• Work order:
Check each line of the listing, and copy it if it contains the word "super".

• Material shown:
--- START ---

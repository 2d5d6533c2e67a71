use rand::Rng;

use super::fit::{fit, FitResult};
use super::generate::{generate, Dataset};
use super::{KineticsParams, RawKineticsInput};
use crate::options::KineticsOptions;

/// State behind the kinetics page: current parameters, the last generated
/// dataset, and the fit made against it (if any).
#[derive(Debug, Clone)]
pub struct KineticsLab {
    options: KineticsOptions,
    params: KineticsParams,
    noise_enabled: bool,
    dataset: Option<Dataset>,
    fit: Option<FitResult>,
}

impl KineticsLab {
    /// Lab with default parameters, noise on, and no data.
    #[must_use]
    pub fn new(options: KineticsOptions) -> Self {
        Self {
            params: KineticsParams::defaults(&options),
            options,
            noise_enabled: true,
            dataset: None,
            fit: None,
        }
    }

    /// Current (sanitized) parameters.
    #[must_use]
    pub fn params(&self) -> &KineticsParams {
        &self.params
    }

    /// Replace parameters, sanitizing each field.
    pub fn set_params(&mut self, params: KineticsParams) {
        self.params = params.sanitize(&self.options);
    }

    /// Replace parameters from raw form input.
    pub fn set_raw(&mut self, raw: &RawKineticsInput) {
        self.params = KineticsParams::from_raw(raw, &self.options);
    }

    /// Whether generated data gets multiplicative noise.
    #[must_use]
    pub fn noise_enabled(&self) -> bool {
        self.noise_enabled
    }

    /// Toggle noise for the next generation.
    pub fn set_noise_enabled(&mut self, enabled: bool) {
        self.noise_enabled = enabled;
    }

    /// Regenerate the dataset, discarding any previous data and fit.
    pub fn generate<R: Rng + ?Sized>(&mut self, rng: &mut R) -> &Dataset {
        let noise = self.noise_enabled.then_some(self.options.noise_fraction);
        self.fit = None;
        self.dataset.insert(generate(&self.params, noise, rng))
    }

    /// Whether there is data to fit.
    #[must_use]
    pub fn can_fit(&self) -> bool {
        self.dataset.as_ref().is_some_and(|d| !d.is_empty())
    }

    /// Fit the current dataset. No-op returning `None` without data.
    pub fn fit(&mut self) -> Option<FitResult> {
        let result = fit(self.dataset.as_ref()?, &self.options.grid)?;
        self.fit = Some(result);
        Some(result)
    }

    /// Last generated dataset.
    #[must_use]
    pub fn dataset(&self) -> Option<&Dataset> {
        self.dataset.as_ref()
    }

    /// Fit for the current dataset, if one was made.
    #[must_use]
    pub fn fit_result(&self) -> Option<&FitResult> {
        self.fit.as_ref()
    }
}

impl Default for KineticsLab {
    fn default() -> Self {
        Self::new(KineticsOptions::default())
    }
}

--- END ---

• Solution to this task:
use super::fit::{fit, FitResult};
use super::generate::{generate, Dataset};
use super::{KineticsParams, RawKineticsInput};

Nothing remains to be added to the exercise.